Exception raised from c10_cuda_check_implementation at ../c10/cuda/CUDAException.cpp:44 (most recent call first):
frame #0: c10::Error::Error(c10::SourceLocation, std::string) + 0x57 (0x7c88adb9e4d7 in /home/shreeshail/miniconda3/envs/amphion/lib/python3.9/site-packages/torch/lib/libc10.so)
frame #1: c10::detail::torchCheckFail(char const*, char const*, unsigned int, std::string const&) + 0x64 (0x7c88adb6836b in /home/shreeshail/miniconda3/envs/amphion/lib/python3.9/site-packages/torch/lib/libc10.so)
frame #2: c10::cuda::c10_cuda_check_implementation(int, char const*, char const*, int, bool) + 0x118 (0x7c88bebd4fa8 in /home/shreeshail/miniconda3/envs/amphion/lib/python3.9/site-packages/torch/lib/libc10_cuda.so)
frame #3: c10d::ProcessGroupNCCL::WorkNCCL::startedGPUExecutionInternal() const + 0x6c (0x7c884e8bc4dc in /home/shreeshail/miniconda3/envs/amphion/lib/python3.9/site-packages/torch/lib/libtorch_cuda.so)
frame #4: c10d::ProcessGroupNCCL::WorkNCCL::isStarted() + 0x58 (0x7c884e8bfaf8 in /home/shreeshail/miniconda3/envs/amphion/lib/python3.9/site-packages/torch/lib/libtorch_cuda.so)
frame #5: c10d::ProcessGroupNCCL::workCleanupLoop() + 0x448 (0x7c884e8c12d8 in /home/shreeshail/miniconda3/envs/amphion/lib/python3.9/site-packages/torch/lib/libtorch_cuda.so)
frame #6: <unknown function> + 0xd3e95 (0x7c88902f0e95 in /home/shreeshail/miniconda3/envs/amphion/bin/../lib/libstdc++.so.6)
frame #7: <unknown function> + 0x94ac3 (0x7c88c5294ac3 in /lib/x86_64-linux-gnu/libc.so.6)
frame #8: <unknown function> + 0x126850 (0x7c88c5326850 in /lib/x86_64-linux-gnu/libc.so.6)

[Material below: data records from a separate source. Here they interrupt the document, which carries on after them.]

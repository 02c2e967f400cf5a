//! Toolset configuration.

use std::time::Duration;

use serde::{Deserialize, Serialize};

pub const DEFAULT_BASE_URL: &str = "https://pure.md";

/// What a single-item operation does when the upstream call fails.
#[derive(Debug, Clone, Copy, PartialEq, Eq, Serialize, Deserialize)]
#[serde(rename_all = "lowercase")]
pub enum FailurePolicy {
    /// Return an empty string.
    Swallow,
    /// Return the error to the caller.
    Propagate,
}

#[derive(Debug, Clone, Serialize, Deserialize)]
#[serde(default)]
pub struct ToolsetConfig {
    /// Base URL of the fetch/search endpoint.
    pub base_url: String,
    /// Sent as the `x-puremd-api-token` header when set.
    pub api_key: Option<String>,
    /// Maximum in-flight batch requests across the whole toolset.
    pub max_parallel: usize,
    /// Cap on distinct URLs per `fetch_urls` call.
    pub max_urls: usize,
    /// Cap on distinct queries per `search_web_multi` call.
    pub max_queries: usize,
    /// Batch results are cut to this many characters.
    pub max_chars_per_result: usize,
    pub timeout_secs: u64,
    /// Zero disables the response cache.
    pub cache_ttl_secs: u64,
    /// Idle connections kept per host. reqwest has no cap on total open
    /// connections; in-flight requests are bounded by `max_parallel`.
    pub max_connections: usize,
    pub fetch_failure: FailurePolicy,
    pub search_failure: FailurePolicy,
}

impl Default for ToolsetConfig {
    fn default() -> Self {
        Self {
            base_url: DEFAULT_BASE_URL.to_string(),
            api_key: None,
            max_parallel: 5,
            max_urls: 50,
            max_queries: 3,
            max_chars_per_result: 4000,
            timeout_secs: 5,
            cache_ttl_secs: 60 * 60,
            max_connections: 20,
            fetch_failure: FailurePolicy::Swallow,
            search_failure: FailurePolicy::Propagate,
        }
    }
}

impl ToolsetConfig {
    pub fn new(base_url: impl Into<String>) -> Self {
        Self {
            base_url: base_url.into(),
            ..Self::default()
        }
    }

    pub fn with_api_key(mut self, api_key: Option<String>) -> Self {
        self.api_key = api_key.filter(|k| !k.trim().is_empty());
        self
    }

    pub fn with_max_parallel(mut self, max_parallel: usize) -> Self {
        self.max_parallel = max_parallel;
        self
    }

    pub fn with_cache_ttl(mut self, ttl: Duration) -> Self {
        self.cache_ttl_secs = ttl.as_secs();
        self
    }

    pub fn with_search_failure(mut self, policy: FailurePolicy) -> Self {
        self.search_failure = policy;
        self
    }

    pub fn with_fetch_failure(mut self, policy: FailurePolicy) -> Self {
        self.fetch_failure = policy;
        self
    }

    pub fn timeout(&self) -> Duration {
        Duration::from_secs(self.timeout_secs)
    }

    pub fn cache_ttl(&self) -> Duration {
        Duration::from_secs(self.cache_ttl_secs)
    }

    /// Base URL without a trailing slash.
    pub fn base(&self) -> &str {
        self.base_url.trim_end_matches('/')
    }
}
//! Terminal rendering of translated agent runs.
//!
//! Status lines go to one writer (stderr) and the response to another
//! (stdout), so `maple -p ... > answer.md` captures only the answer.

use std::io::{self, Write};

use anyhow::Result;
use crossterm::cursor::MoveToColumn;
use crossterm::queue;
use crossterm::style::{Color, Print, ResetColor, SetForegroundColor};
use crossterm::terminal::{Clear, ClearType};
use futures::StreamExt;

use maple_core::{translate, Message, ShoppingAgent, StatusKind, StatusLog, StatusTranslator, StatusUpdate};

pub struct TerminalRenderer<O: Write, E: Write> {
    out: O,
    status: E,
    /// Redraw status lines in place; otherwise only completions are printed.
    interactive: bool,
    show_status: bool,
    line_open: bool,
    in_content: bool,
    log: StatusLog,
}

impl TerminalRenderer<io::Stdout, io::Stderr> {
    pub fn stdio(show_status: bool) -> Self {
        let interactive = atty::is(atty::Stream::Stderr);
        Self::new(io::stdout(), io::stderr(), interactive, show_status)
    }
}

impl<O: Write, E: Write> TerminalRenderer<O, E> {
    pub fn new(out: O, status: E, interactive: bool, show_status: bool) -> Self {
        Self {
            out,
            status,
            interactive,
            show_status,
            line_open: false,
            in_content: false,
            log: StatusLog::new(),
        }
    }

    /// Show a placeholder line until the first update arrives.
    pub fn begin(&mut self, thinking: &str) -> io::Result<()> {
        if self.interactive && self.show_status {
            self.open_line(thinking, Color::DarkGrey)?;
        }
        Ok(())
    }

    pub fn apply(&mut self, update: &StatusUpdate) -> io::Result<()> {
        self.log.apply(update);

        match update.kind {
            StatusKind::StatusStart => {
                if self.show_status && self.interactive {
                    self.clear_line()?;
                    self.open_line(&update.text, Color::Cyan)?;
                }
            }
            StatusKind::StatusComplete => {
                if self.show_status {
                    self.clear_line()?;
                    queue!(
                        self.status,
                        SetForegroundColor(Color::DarkGrey),
                        Print("✓ "),
                        Print(&update.text),
                        Print("\n"),
                        ResetColor
                    )?;
                    self.status.flush()?;
                }
            }
            StatusKind::Content => {
                self.clear_line()?;
                self.in_content = true;
                self.out.write_all(update.text.as_bytes())?;
                self.out.flush()?;
            }
        }
        Ok(())
    }

    /// Clear any open status line and end the response.
    pub fn finish(&mut self) -> io::Result<()> {
        self.clear_line()?;
        if self.in_content {
            writeln!(self.out)?;
            self.out.flush()?;
        }
        Ok(())
    }

    pub fn print_error(&mut self, message: &str) -> io::Result<()> {
        queue!(
            self.status,
            SetForegroundColor(Color::Red),
            Print(format!("Error: {}\n", message)),
            ResetColor
        )?;
        self.status.flush()
    }

    pub fn response(&self) -> &str {
        self.log.response()
    }

    pub fn into_response(self) -> String {
        self.log.into_response()
    }

    fn open_line(&mut self, text: &str, color: Color) -> io::Result<()> {
        queue!(self.status, SetForegroundColor(color), Print(text), ResetColor)?;
        self.status.flush()?;
        self.line_open = true;
        Ok(())
    }

    fn clear_line(&mut self) -> io::Result<()> {
        if self.line_open {
            queue!(self.status, MoveToColumn(0), Clear(ClearType::CurrentLine))?;
            self.status.flush()?;
            self.line_open = false;
        }
        Ok(())
    }
}

/// Run one prompt through the agent and render it; returns the full response.
pub async fn run_turn<O: Write, E: Write>(
    agent: &ShoppingAgent,
    history: Vec<Message>,
    prompt: &str,
    thinking: &str,
    renderer: &mut TerminalRenderer<O, E>,
) -> Result<String> {
    let events = agent.run(history, prompt);
    let updates = translate(events, StatusTranslator::default());
    futures::pin_mut!(updates);

    renderer.begin(thinking)?;

    while let Some(update) = updates.next().await {
        match update {
            Ok(update) => renderer.apply(&update)?,
            Err(e) => {
                renderer.finish()?;
                return Err(e.into());
            }
        }
    }

    renderer.finish()?;
    Ok(renderer.response().to_string())
}

#[cfg(test)]
mod tests {
    use super::*;
    use maple_core::testing::MockProvider;
    use maple_core::{AgentConfig, Tool, ToolDefinition, ToolOutput, ToolRegistry};
    use serde_json::json;
    use std::sync::Arc;

    struct StubFetch;

    #[async_trait::async_trait]
    impl Tool for StubFetch {
        fn name(&self) -> &str {
            "fetch_urls"
        }

        fn description(&self) -> &str {
            "stub"
        }

        fn definition(&self) -> ToolDefinition {
            ToolDefinition::new(self.name(), self.description())
        }

        async fn execute(&self, _arguments: serde_json::Value) -> maple_core::Result<ToolOutput> {
            Ok(ToolOutput::success("{}"))
        }
    }

    fn text(bytes: &[u8]) -> String {
        String::from_utf8_lossy(bytes).to_string()
    }

    #[test]
    fn test_content_goes_to_stdout_only() {
        let mut renderer = TerminalRenderer::new(Vec::new(), Vec::new(), false, true);
        renderer.apply(&StatusUpdate::start("Reading 2 product pages...")).unwrap();
        renderer.apply(&StatusUpdate::complete("Reading 2 product pages (0.4s)")).unwrap();
        renderer.apply(&StatusUpdate::content("Try Roots.")).unwrap();
        renderer.finish().unwrap();

        let TerminalRenderer { out, status, .. } = renderer;
        assert_eq!(text(&out), "Try Roots.\n");
        assert!(text(&status).contains("✓ Reading 2 product pages (0.4s)"));
        // Non-interactive output never prints open status lines.
        assert!(!text(&status).contains("pages..."));
    }

    #[test]
    fn test_hidden_status() {
        let mut renderer = TerminalRenderer::new(Vec::new(), Vec::new(), true, false);
        renderer.begin("Thinking...").unwrap();
        renderer.apply(&StatusUpdate::start("Searching the web...")).unwrap();
        renderer.apply(&StatusUpdate::complete("Searching the web (1.0s)")).unwrap();
        renderer.apply(&StatusUpdate::content("hi")).unwrap();

        assert_eq!(renderer.response(), "hi");
        let TerminalRenderer { status, .. } = renderer;
        assert!(status.is_empty());
    }

    #[tokio::test]
    async fn test_run_turn_renders_response() {
        let provider = Arc::new(MockProvider::new());
        provider.queue_tool_call("c1", "fetch_urls", json!({"urls": ["a", "b"]}));
        provider.queue_stream_text(&["Buy ", "a toque."]);

        let mut tools = ToolRegistry::new();
        tools.register(Arc::new(StubFetch));
        let agent = ShoppingAgent::new(provider, Arc::new(tools), AgentConfig::new("test"));

        let mut renderer = TerminalRenderer::new(Vec::new(), Vec::new(), false, true);
        let response = run_turn(&agent, Vec::new(), "hats?", "Thinking...", &mut renderer)
            .await
            .unwrap();

        assert_eq!(response, "Buy a toque.");
        let TerminalRenderer { status, .. } = renderer;
        let status = text(&status);
        assert!(status.contains("✓ Reading 2 product pages ("));
        assert!(status.contains("✓ Analyzing results ("));
    }

    #[tokio::test]
    async fn test_run_turn_surfaces_errors() {
        let provider = Arc::new(MockProvider::new());
        let agent = ShoppingAgent::new(provider, Arc::new(ToolRegistry::new()), AgentConfig::new("test"));

        let mut renderer = TerminalRenderer::new(Vec::new(), Vec::new(), false, true);
        assert!(run_turn(&agent, Vec::new(), "hi", "Thinking...", &mut renderer)
            .await
            .is_err());
    }
}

Thinking this is an insufficient memory issue, I reduced the max_tokens
parameter (I’m using dynamic batching), upon which I get a different error
attn_output, attn_output_weights = F.multi_head_attention_forward(
File "/home/shreeshail/miniconda3/envs/amphion/lib/python3.9/site-packages/torch/nn/functional.py", line 5346, in multi_head_attention_forward
attn_output = linear(attn_output, out_proj_weight, out_proj_bias)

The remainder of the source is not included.